I don't know the full story of what happened between you and your therapist. But it seems that he's been triggered and can't work out the feelings your phone call brought out in him. Sometimes this happens. Sometimes therapists just have weak spots that hurt their clients.
It sounds as if he's trying to make this separation your fault ("you're not willing to work on these issues") when that's obviously not the case, which probably means he's feeling guilty. I hope that you do not take these statements to mean the termination *is* your fault, though. You title your posts "termination because of strong transference," as if your feelings caused it--but they didn't. It is your therapist's weaknesses that caused this.
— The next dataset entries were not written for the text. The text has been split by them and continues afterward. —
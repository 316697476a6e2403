//! Template filters used when rendering quiz pages.

use crate::model::quiz::Quiz;
use crate::model::user::User;
use crate::repo::error::RepoResult;
use crate::repo::result_repo::ResultRepository;
use crate::repo::Store;
use serde_json::Value;

/// `part / population * 100`.
///
/// Accepts numbers or numeric strings; `None` when either side is not
/// numeric or `population` is zero.
pub fn percentage(part: &Value, population: &Value) -> Option<f64> {
    let part = as_number(part)?;
    let population = as_number(population)?;
    if population == 0.0 {
        return None;
    }
    Some(part / population * 100.0)
}

/// Number of results `user` has recorded for `quiz`; `None` when either
/// is missing.
pub fn quiz_taken(
    store: &Store<'_>,
    user: Option<&User>,
    quiz: Option<&Quiz>,
) -> RepoResult<Option<u32>> {
    let (Some(user), Some(quiz)) = (user, quiz) else {
        return Ok(None);
    };
    store.results().count_taken(user.id, quiz.id).map(Some)
}

fn as_number(value: &Value) -> Option<f64> {
    match value {
        Value::Number(number) => number.as_f64(),
        Value::String(text) => text.trim().parse::<f64>().ok(),
        _ => None,
    }
}
//! Quiz domain model.
//!
//! # Responsibility
//! - Define the records persisted by core: questions, answers, quizzes,
//!   results and the accounts they reference.
//! - Validate inputs before they reach storage.
//!
//! # Invariants
//! - Persisted records are identified by storage-assigned integer ids.
//! - Enumerated fields keep the raw integer values used in storage.

pub mod answer;
pub mod audit;
pub mod question;
pub mod quiz;
pub mod result;
pub mod user;
pub mod validation;
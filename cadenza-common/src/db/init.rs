//! Database initialization
//!
//! Opens (or creates) the library database, applies connection pragmas and
//! creates the schema. Safe to call on every startup.

use crate::Result;
use sqlx::sqlite::{SqliteConnectOptions, SqliteJournalMode, SqlitePoolOptions};
use sqlx::SqlitePool;
use std::path::Path;
use std::str::FromStr;
use std::time::Duration;
use tracing::info;

/// Per-connection SQLite busy timeout
///
/// Kept short so writers surface lock errors to `retry_on_lock` instead of
/// stalling inside SQLite.
pub const BUSY_TIMEOUT_MS: u64 = 250;

/// Initialize database connection pool and create tables if needed
pub async fn init_database(db_path: &Path) -> Result<SqlitePool> {
    let newly_created = !db_path.exists();

    if let Some(parent) = db_path.parent() {
        std::fs::create_dir_all(parent)?;
    }

    // WAL allows concurrent readers alongside the single writer; pragmas are
    // applied to every pooled connection, not just the first one.
    let options = SqliteConnectOptions::new()
        .filename(db_path)
        .create_if_missing(true)
        .journal_mode(SqliteJournalMode::Wal)
        .foreign_keys(true)
        .busy_timeout(Duration::from_millis(BUSY_TIMEOUT_MS));

    let pool = SqlitePoolOptions::new()
        .max_connections(16)
        .min_connections(2)
        .connect_with(options)
        .await?;

    if newly_created {
        info!("Initialized new database: {}", db_path.display());
    } else {
        info!("Opened existing database: {}", db_path.display());
    }

    super::schema::create_schema(&pool).await?;

    Ok(pool)
}

/// In-memory database with the full schema
///
/// Limited to a single connection: every SQLite `:memory:` connection is a
/// separate database.
pub async fn init_memory_database() -> Result<SqlitePool> {
    let options = SqliteConnectOptions::from_str("sqlite::memory:")?.foreign_keys(true);

    let pool = SqlitePoolOptions::new()
        .max_connections(1)
        .idle_timeout(None)
        .max_lifetime(None)
        .connect_with(options)
        .await?;

    super::schema::create_schema(&pool).await?;

    Ok(pool)
}
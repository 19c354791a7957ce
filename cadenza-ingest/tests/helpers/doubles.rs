//! Collaborator doubles and library construction

use cadenza_ingest::models::TrackTags;
use cadenza_ingest::services::{
    EmbeddingProvider, EnrichmentProvider, FsBlobStore, StaticEmbedder, StaticEnrichment,
    TagError, TagReader,
};
use cadenza_ingest::{Collaborators, Library, LibraryOptions};
use sqlx::SqlitePool;
use std::collections::{HashMap, HashSet};
use std::path::Path;
use std::sync::atomic::{AtomicUsize, Ordering};
use std::sync::Arc;
use std::time::Duration;

/// Tag reader answering from a table keyed by file name
///
/// Unknown names read as empty tags; names marked broken fail extraction.
#[derive(Debug, Default)]
pub struct FixedTagReader {
    tags: HashMap<String, TrackTags>,
    broken: HashSet<String>,
    delay: Option<Duration>,
    calls: AtomicUsize,
}

impl FixedTagReader {
    pub fn new() -> Self {
        Self::default()
    }

    pub fn with_tags(mut self, file_name: &str, tags: TrackTags) -> Self {
        self.tags.insert(file_name.to_string(), tags);
        self
    }

    pub fn with_broken(mut self, file_name: &str) -> Self {
        self.broken.insert(file_name.to_string());
        self
    }

    /// Sleep on every read to keep files in flight
    pub fn with_delay(mut self, delay: Duration) -> Self {
        self.delay = Some(delay);
        self
    }

    pub fn calls(&self) -> usize {
        self.calls.load(Ordering::SeqCst)
    }
}

impl TagReader for FixedTagReader {
    fn read_tags(&self, path: &Path) -> Result<TrackTags, TagError> {
        self.calls.fetch_add(1, Ordering::SeqCst);
        if let Some(delay) = self.delay {
            std::thread::sleep(delay);
        }

        let name = path
            .file_name()
            .and_then(|n| n.to_str())
            .unwrap_or_default()
            .to_string();

        if self.broken.contains(&name) {
            return Err(TagError::Read(format!("{} is not an audio container", name)));
        }
        Ok(self.tags.get(&name).cloned().unwrap_or_default())
    }
}

/// Library over `pool` with blobs under `blob_dir`
pub fn test_library(
    pool: SqlitePool,
    blob_dir: &Path,
    tag_reader: Arc<dyn TagReader>,
    enrichment: Arc<dyn EnrichmentProvider>,
    embedder: Arc<dyn EmbeddingProvider>,
    worker_count: usize,
) -> Library {
    Library::new(
        pool,
        Collaborators {
            blobs: Arc::new(FsBlobStore::new(blob_dir)),
            tag_reader,
            enrichment,
            embedder,
        },
        LibraryOptions {
            worker_count,
            ..LibraryOptions::default()
        },
    )
}

/// Library with empty enrichment and an 8-dimension content embedder
pub fn default_library(pool: SqlitePool, blob_dir: &Path, tag_reader: Arc<dyn TagReader>) -> Library {
    test_library(
        pool,
        blob_dir,
        tag_reader,
        Arc::new(StaticEnrichment::new()),
        Arc::new(StaticEmbedder::new(8)),
        4,
    )
}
I know you don't want him to "drop" you, understandably. But as the pain gets better, maybe you should think about whether *you* should drop *him.* He's proven himself a therapist who cannot handle your most intense feelings without blaming and rejecting unjustifiably. If the relationship continues, will you be walking on eggshells in your sessions? I know I would. And that would cause a heck of a lot of repressed anger.
Good luck and try to take care of yourself during this difficult time. I'd encourage you to see other therapists. Lots of them have sliding scales and there are clinics. Often, in these community clinics, there are hidden therapist "gems"--a close friend of mine has one. She's never paid more than five bucks for a therapy session, and she loves her therapist. The good ones *are* out there and you deserve one who will truly help you.